The days of generic websites are numbered. The growth of social media has changed the way we use the web. It’s all about the user – their interests, content and engagement are crucial to a site’s success.
Not just for massive sites like Amazon and Neflix, websites that offer personalized content will soon be the expectation and the norm.
What Dynamic Personalization Is and Why We Should Care
Dynamic personalization is the process of generating content on a webpage that is targeted toward the individual visiting the site. Instead of everyone seeing the same information – and seeing it every time they visit – content and calls-to-action are changed to meet their interests and needs.
Done right, this customization can provide better service, improve brand preference and loyalty, and encourage the site visitor to move through your site by making content relevant to their needs more accessible.
Hubspot, a marketing software suite offering dynamic web personalization, reports that calls-to-action targeted to the user had a 42 percent higher viewed-to-submission rate than calls-to-action that were the same for all visitors.

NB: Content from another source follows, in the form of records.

//! Embedding provider abstraction and implementations.
//!
//! Defines the [`EmbeddingProvider`] trait and concrete implementations:
//! - **[`LocalProvider`]** — runs models locally via fastembed; no network
//!   calls after the initial model download.
//! - **[`OllamaProvider`]** — calls a local Ollama instance's `/api/embed`
//!   endpoint with batching, retry, and backoff.
//! - **[`HashedProvider`]** — deterministic SHA-256-derived vectors; no model
//!   at all. Useful offline and in tests, not for real similarity.
//!
//! Every backend honors the same batch contract: an ordered sequence of
//! texts in, a matching ordered sequence of vectors out, strictly 1:1.
//!
//! Also provides vector utilities:
//! - [`cosine_similarity`] — compute similarity between two vectors
//! - [`vec_to_blob`] — encode a `Vec<f32>` as little-endian bytes for SQLite
//! - [`blob_to_vec`] — decode a SQLite BLOB back into a `Vec<f32>`
//!
//! # Retry Strategy
//!
//! The Ollama provider uses exponential backoff for transient errors:
//! - HTTP 429 (rate limited) and 5xx (server error) → retry
//! - HTTP 4xx (client error, not 429) → fail immediately
//! - Network errors → retry
//! - Backoff: 1s, 2s, 4s, 8s, 16s, 32s (capped at 2^5)
//!
//! Exhausted retries are surfaced to the caller; nothing above this module
//! retries again.

use anyhow::{bail, Result};
use sha2::{Digest, Sha256};
use std::time::Duration;

use crate::config::EmbeddingConfig;

/// Trait for embedding providers.
///
/// Carries the model identity bundled with an index so a build-time /
/// query-time model mismatch is detectable. The embedding computation
/// itself is performed by [`embed_texts`] (kept as a free function due to
/// async trait limitations).
pub trait EmbeddingProvider: Send + Sync {
    /// Returns the model identifier (e.g. `"all-minilm-l6-v2"`).
    fn model_name(&self) -> &str;
    /// Returns the embedding vector dimensionality (e.g. `384`).
    fn dims(&self) -> usize;
}

/// Embed a batch of texts using the configured provider.
///
/// Returns one vector per input text, in input order.
pub async fn embed_texts(
    _provider: &dyn EmbeddingProvider,
    config: &EmbeddingConfig,
    texts: &[String],
) -> Result<Vec<Vec<f32>>> {
    match config.provider.as_str() {
        "ollama" => embed_ollama(config, texts).await,
        "hashed" => Ok(embed_hashed(config, texts)),
        #[cfg(feature = "local-embeddings")]
        "local" => embed_local_fastembed(config, texts).await,
        #[cfg(not(feature = "local-embeddings"))]
        "local" => bail!("Local embedding provider requires --features local-embeddings"),
        other => bail!("Unknown embedding provider: {}", other),
    }
}

/// Embed a single query text.
///
/// Convenience wrapper around [`embed_texts`] for single-text use cases.
/// An empty query string is valid and embeds like any other text.
pub async fn embed_query(
    provider: &dyn EmbeddingProvider,
    config: &EmbeddingConfig,
    text: &str,
) -> Result<Vec<f32>> {
    let results = embed_texts(provider, config, &[text.to_string()]).await?;
    results
        .into_iter()
        .next()
        .ok_or_else(|| anyhow::anyhow!("Empty embedding response"))
}

/// Create the appropriate [`EmbeddingProvider`] based on configuration.
pub fn create_provider(config: &EmbeddingConfig) -> Result<Box<dyn EmbeddingProvider>> {
    match config.provider.as_str() {
        "ollama" => Ok(Box::new(OllamaProvider::new(config)?)),
        "hashed" => Ok(Box::new(HashedProvider::new(config))),
        #[cfg(feature = "local-embeddings")]
        "local" => Ok(Box::new(LocalProvider::new(config)?)),
        #[cfg(not(feature = "local-embeddings"))]
        "local" => bail!("Local embedding provider requires --features local-embeddings"),
        other => bail!("Unknown embedding provider: {}", other),
    }
}

// ============ Ollama Provider ============

/// Embedding provider using a local Ollama instance.
///
/// Calls `POST /api/embed` on the configured URL (default
/// `http://localhost:11434`). Requires Ollama to be running with an embedding
/// model pulled (e.g. `ollama pull nomic-embed-text`).
pub struct OllamaProvider {
    model: String,
    dims: usize,
}

impl OllamaProvider {
    pub fn new(config: &EmbeddingConfig) -> Result<Self> {
        let model = config
            .model
            .clone()
            .ok_or_else(|| anyhow::anyhow!("embedding.model required for Ollama provider"))?;
        let dims = config
            .dims
            .ok_or_else(|| anyhow::anyhow!("embedding.dims required for Ollama provider"))?;

        Ok(Self { model, dims })
    }
}

impl EmbeddingProvider for OllamaProvider {
    fn model_name(&self) -> &str {
        &self.model
    }
    fn dims(&self) -> usize {
        self.dims
    }
}

async fn embed_ollama(config: &EmbeddingConfig, texts: &[String]) -> Result<Vec<Vec<f32>>> {
    let model = config
        .model
        .as_ref()
        .ok_or_else(|| anyhow::anyhow!("embedding.model required"))?;

    let url = config.url.as_deref().unwrap_or("http://localhost:11434");

    let client = reqwest::Client::builder()
        .timeout(Duration::from_secs(config.timeout_secs))
        .build()?;

    let body = serde_json::json!({
        "model": model,
        "input": texts,
    });

    let mut last_err = None;

    for attempt in 0..=config.max_retries {
        if attempt > 0 {
            // Exponential backoff: 1s, 2s, 4s, 8s, ...
            let delay = Duration::from_secs(1 << (attempt - 1).min(5));
            tokio::time::sleep(delay).await;
        }

        let resp = client
            .post(format!("{}/api/embed", url))
            .header("Content-Type", "application/json")
            .json(&body)
            .send()
            .await;

        match resp {
            Ok(response) => {
                let status = response.status();

                if status.is_success() {
                    let json: serde_json::Value = response.json().await?;
                    return parse_ollama_response(&json, texts.len());
                }

                // Rate limited or server error — retry
                if status.as_u16() == 429 || status.is_server_error() {
                    let body_text = response.text().await.unwrap_or_default();
                    last_err = Some(anyhow::anyhow!(
                        "Ollama API error {}: {}",
                        status,
                        body_text
                    ));
                    continue;
                }

                // Client error (not 429) — don't retry
                let body_text = response.text().await.unwrap_or_default();
                bail!("Ollama API error {}: {}", status, body_text);
            }
            Err(e) => {
                last_err = Some(anyhow::anyhow!(
                    "Ollama connection error (is Ollama running at {}?): {}",
                    url,
                    e
                ));
                continue;
            }
        }
    }

    Err(last_err.unwrap_or_else(|| anyhow::anyhow!("Ollama embedding failed after retries")))
}

fn parse_ollama_response(json: &serde_json::Value, expected: usize) -> Result<Vec<Vec<f32>>> {
    let embeddings = json
        .get("embeddings")
        .and_then(|e| e.as_array())
        .ok_or_else(|| anyhow::anyhow!("Invalid Ollama response: missing embeddings array"))?;

    if embeddings.len() != expected {
        bail!(
            "Invalid Ollama response: {} embeddings for {} inputs",
            embeddings.len(),
            expected
        );
    }

    let mut result = Vec::with_capacity(embeddings.len());

    for embedding in embeddings {
        let vec: Vec<f32> = embedding
            .as_array()
            .ok_or_else(|| anyhow::anyhow!("Invalid Ollama response: embedding is not an array"))?
            .iter()
            .map(|v| v.as_f64().unwrap_or(0.0) as f32)
            .collect();
        result.push(vec);
    }

    Ok(result)
}

// ============ Hashed Provider ============

/// Deterministic vectors derived from a SHA-256 digest chain over the text.
///
/// Identical texts always map to identical vectors, so exact-match retrieval
/// and round-trip tests work without any model or network. The geometry
/// carries no semantic meaning.
pub struct HashedProvider {
    dims: usize,
}

const DEFAULT_HASHED_DIMS: usize = 64;

impl HashedProvider {
    pub fn new(config: &EmbeddingConfig) -> Self {
        Self {
            dims: config.dims.unwrap_or(DEFAULT_HASHED_DIMS),
        }
    }
}

impl EmbeddingProvider for HashedProvider {
    fn model_name(&self) -> &str {
        "hashed"
    }
    fn dims(&self) -> usize {
        self.dims
    }
}

fn embed_hashed(config: &EmbeddingConfig, texts: &[String]) -> Vec<Vec<f32>> {
    let dims = config.dims.unwrap_or(DEFAULT_HASHED_DIMS);
    texts.iter().map(|t| hash_embed(t, dims)).collect()
}

/// Fill `dims` floats in [-1, 1] from a chained SHA-256 digest of the text.
fn hash_embed(text: &str, dims: usize) -> Vec<f32> {
    let mut digest = Sha256::digest(text.as_bytes());
    let mut vec = Vec::with_capacity(dims);
    let mut offset = 0;
    while vec.len() < dims {
        if offset == digest.len() {
            digest = Sha256::digest(digest);
            offset = 0;
        }
        vec.push((digest[offset] as f32 / 255.0) * 2.0 - 1.0);
        offset += 1;
    }
    vec
}

// ============ Local Provider (fastembed) ============

/// Embedding provider for local inference via fastembed.
///
/// Models are downloaded on first use from Hugging Face and cached; after
/// that, embeddings run entirely offline.
#[cfg(feature = "local-embeddings")]
pub struct LocalProvider {
    model_name: String,
    dims: usize,
}

#[cfg(feature = "local-embeddings")]
impl LocalProvider {
    pub fn new(config: &EmbeddingConfig) -> Result<Self> {
        let (model_name, dims) = resolve_local_model(config);
        // Fail fast on unknown model names instead of at first embed.
        config_to_fastembed_model(&model_name)?;
        Ok(Self { model_name, dims })
    }
}

#[cfg(feature = "local-embeddings")]
impl EmbeddingProvider for LocalProvider {
    fn model_name(&self) -> &str {
        &self.model_name
    }
    fn dims(&self) -> usize {
        self.dims
    }
}

#[cfg(feature = "local-embeddings")]
fn resolve_local_model(config: &EmbeddingConfig) -> (String, usize) {
    let model_name = config
        .model
        .clone()
        .unwrap_or_else(|| "all-minilm-l6-v2".to_string());

    let dims = config.dims.unwrap_or(match model_name.as_str() {
        "all-minilm-l6-v2" => 384,
        "bge-small-en-v1.5" => 384,
        "bge-base-en-v1.5" => 768,
        "bge-large-en-v1.5" => 1024,
        "nomic-embed-text-v1" | "nomic-embed-text-v1.5" => 768,
        _ => 384,
    });

    (model_name, dims)
}

#[cfg(feature = "local-embeddings")]
fn config_to_fastembed_model(name: &str) -> Result<fastembed::EmbeddingModel> {
    match name {
        "all-minilm-l6-v2" => Ok(fastembed::EmbeddingModel::AllMiniLML6V2),
        "bge-small-en-v1.5" => Ok(fastembed::EmbeddingModel::BGESmallENV15),
        "bge-base-en-v1.5" => Ok(fastembed::EmbeddingModel::BGEBaseENV15),
        "bge-large-en-v1.5" => Ok(fastembed::EmbeddingModel::BGELargeENV15),
        "nomic-embed-text-v1" => Ok(fastembed::EmbeddingModel::NomicEmbedTextV1),
        "nomic-embed-text-v1.5" => Ok(fastembed::EmbeddingModel::NomicEmbedTextV15),
        other => bail!(
            "Unknown local embedding model: '{}'. Supported models: \
             all-minilm-l6-v2, bge-small-en-v1.5, bge-base-en-v1.5, bge-large-en-v1.5, \
             nomic-embed-text-v1, nomic-embed-text-v1.5",
            other
        ),
    }
}

#[cfg(feature = "local-embeddings")]
async fn embed_local_fastembed(
    config: &EmbeddingConfig,
    texts: &[String],
) -> Result<Vec<Vec<f32>>> {
    let model_name = config
        .model
        .clone()
        .unwrap_or_else(|| "all-minilm-l6-v2".to_string());

    let fastembed_model = config_to_fastembed_model(&model_name)?;
    let batch_size = config.batch_size;
    let texts = texts.to_vec();

    tokio::task::spawn_blocking(move || {
        let mut model = fastembed::TextEmbedding::try_new(
            fastembed::InitOptions::new(fastembed_model).with_show_download_progress(true),
        )
        .map_err(|e| anyhow::anyhow!("Failed to initialize local embedding model: {}", e))?;

        let embeddings = model
            .embed(texts, Some(batch_size))
            .map_err(|e| anyhow::anyhow!("Local embedding failed: {}", e))?;

        Ok(embeddings)
    })
    .await?
}

// ============ Vector utilities ============

/// Encode a float vector as a BLOB (little-endian f32 bytes).
///
/// Each `f32` is stored as 4 bytes in little-endian order, producing a BLOB
/// of `vec.len() × 4` bytes for SQLite storage.
pub fn vec_to_blob(vec: &[f32]) -> Vec<u8> {
    let mut bytes = Vec::with_capacity(vec.len() * 4);
    for &v in vec {
        bytes.extend_from_slice(&v.to_le_bytes());
    }
    bytes
}

/// Decode a BLOB back into a float vector. Reverses [`vec_to_blob`].
pub fn blob_to_vec(blob: &[u8]) -> Vec<f32> {
    blob.chunks_exact(4)
        .map(|chunk| f32::from_le_bytes([chunk[0], chunk[1], chunk[2], chunk[3]]))
        .collect()
}

/// Compute cosine similarity between two embedding vectors.
///
/// Returns a value in `[-1.0, 1.0]`; `0.0` for empty vectors or vectors of
/// different lengths.
pub fn cosine_similarity(a: &[f32], b: &[f32]) -> f32 {
    if a.len() != b.len() || a.is_empty() {
        return 0.0;
    }

    let mut dot = 0.0f32;
    let mut norm_a = 0.0f32;
    let mut norm_b = 0.0f32;

    for (x, y) in a.iter().zip(b.iter()) {
        dot += x * y;
        norm_a += x * x;
        norm_b += y * y;
    }

    let denom = norm_a.sqrt() * norm_b.sqrt();
    if denom < f32::EPSILON {
        return 0.0;
    }

    dot / denom
}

How Dynamic Personalization Works
Some sites give visitors the option to self-identify their interests. For example, a hospital web site might ask whether the visitor is a patient, a caregiver, a medical professional or job seeker. Depending on their answer, the home page content could change to show information on parking, services, continuing education resources, or job opportunities.
Taking it a step further, the user could create an account and store information, not only on their interests, but also their medical history, doctors, and interesting articles from the site. Subsequent visits to the site could suggest content based on the interests they have indicated.
Other forms of personalization can use browsing history within the site and the search terms used to get to the site. Again using hospitals as an example, this could mean someone who searches the internet for a particular health need, such as heart care, could find heart information featured prominently on the homepage of the site.
Web developers look at the common personas of those using their websites and create taxonomies that deliver just the right content to just the right person.
Where Dynamic Personalization Gets Risky
Of course, remembering that you like particular shows on Netflix when you sign back into an account poses little risk. For organizations like hospitals, much greater sensitivity is required. Interests and concerns garnered through browsing history might prove embarrassing if served up repeatedly through later sessions, particularly when computers are shared. Calls-to-action and content delivered requires additional discretion and subtlety.
People like content that interests them and find other material to be clutter that gets in the way of their finding what they need. Dynamic personalization provides a means to provide the right content in a less cluttered format than is required to give everything to everybody. But it has to be done carefully to avoid making wrong assumptions about the user and violate feelings of privacy when privacy is required.